> **Task item**: What lines in the entries hold the string "long"? List them.

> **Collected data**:
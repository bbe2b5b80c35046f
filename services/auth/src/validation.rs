//! Input validation utilities

use regex::Regex;
use std::sync::OnceLock;

/// Validate email
pub fn validate_email(email: &str) -> Result<(), String> {
    if email.is_empty() {
        return Err("Email is required".to_string());
    }

    if email.len() > 254 {
        return Err("Email must be at most 254 characters long".to_string());
    }

    static EMAIL_REGEX: OnceLock<Regex> = OnceLock::new();
    let regex = EMAIL_REGEX.get_or_init(|| {
        Regex::new(r"^[a-zA-Z0-9._%+-]+@[a-zA-Z0-9.-]+\.[a-zA-Z]{2,}$")
            .expect("Failed to compile email regex")
    });

    if !regex.is_match(email) {
        return Err("Invalid email format".to_string());
    }

    Ok(())
}

/// Validate full name
pub fn validate_full_name(full_name: &str) -> Result<(), String> {
    let trimmed = full_name.trim();

    if trimmed.is_empty() {
        return Err("Full name is required".to_string());
    }

    if trimmed.len() > 100 {
        return Err("Full name must be at most 100 characters long".to_string());
    }

    Ok(())
}

/// Validate password
pub fn validate_password(password: &str) -> Result<(), String> {
    if password.is_empty() {
        return Err("Password is required".to_string());
    }

    if password.len() < 8 {
        return Err("Password must be at least 8 characters long".to_string());
    }

    if password.len() > 128 {
        return Err("Password must be at most 128 characters long".to_string());
    }

    let mut has_upper = false;
    let mut has_lower = false;
    let mut has_digit = false;

    for c in password.chars() {
        if c.is_ascii_uppercase() {
            has_upper = true;
        } else if c.is_ascii_lowercase() {
            has_lower = true;
        } else if c.is_ascii_digit() {
            has_digit = true;
        }
    }

    if !has_upper {
        return Err("Password must contain at least one uppercase letter".to_string());
    }

    if !has_lower {
        return Err("Password must contain at least one lowercase letter".to_string());
    }

    if !has_digit {
        return Err("Password must contain at least one digit".to_string());
    }

    Ok(())
}

#[cfg(test)]
mod tests {
    use super::*;

    #[test]
    fn test_validate_email() {
        assert!(validate_email("surfer@example.com").is_ok());
        assert!(validate_email("surfer+trips@waves.co").is_ok());
        assert!(validate_email("").is_err());
        assert!(validate_email("not-an-email").is_err());
        assert!(validate_email("missing@tld").is_err());
    }

    #[test]
    fn test_validate_full_name() {
        assert!(validate_full_name("Leïla Moreau").is_ok());
        assert!(validate_full_name("").is_err());
        assert!(validate_full_name("   ").is_err());
        assert!(validate_full_name(&"x".repeat(101)).is_err());
    }

    #[test]
    fn test_validate_password() {
        assert!(validate_password("Surfline42").is_ok());
        assert!(validate_password("").is_err());
        assert!(validate_password("short1A").is_err());
        assert!(validate_password("nouppercase1").is_err());
        assert!(validate_password("NOLOWERCASE1").is_err());
        assert!(validate_password("NoDigitsHere").is_err());
    }
}
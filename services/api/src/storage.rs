//! Avatar object storage
//!
//! Uploads go to an S3 bucket under a random key and are served from a
//! public base URL, which is what gets written into the profile.

use anyhow::Result;
use aws_sdk_s3::primitives::ByteStream;
use tracing::info;
use uuid::Uuid;

/// S3-backed avatar store
#[derive(Clone)]
pub struct AvatarStorage {
    client: aws_sdk_s3::Client,
    bucket: String,
    public_base: String,
}

impl AvatarStorage {
    /// Create a new avatar store
    pub fn new(client: aws_sdk_s3::Client, bucket: String, public_base: String) -> Self {
        Self {
            client,
            bucket,
            public_base,
        }
    }

    /// Upload an avatar image and return its public URL
    pub async fn upload(
        &self,
        data: Vec<u8>,
        extension: &str,
        content_type: &str,
    ) -> Result<String> {
        let key = format!("{}.{}", Uuid::new_v4(), extension);

        self.client
            .put_object()
            .bucket(&self.bucket)
            .key(&key)
            .body(ByteStream::from(data))
            .content_type(content_type)
            .send()
            .await?;

        info!("Uploaded avatar {} to bucket {}", key, self.bucket);

        Ok(format!(
            "{}/{}",
            self.public_base.trim_end_matches('/'),
            key
        ))
    }
}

> **Task answer**:
        return Err("Email must be at most 254 characters long".to_string());
        return Err("Full name must be at most 100 characters long".to_string());
        return Err("Password must be at least 8 characters long".to_string());
        return Err("Password must be at most 128 characters long".to_string());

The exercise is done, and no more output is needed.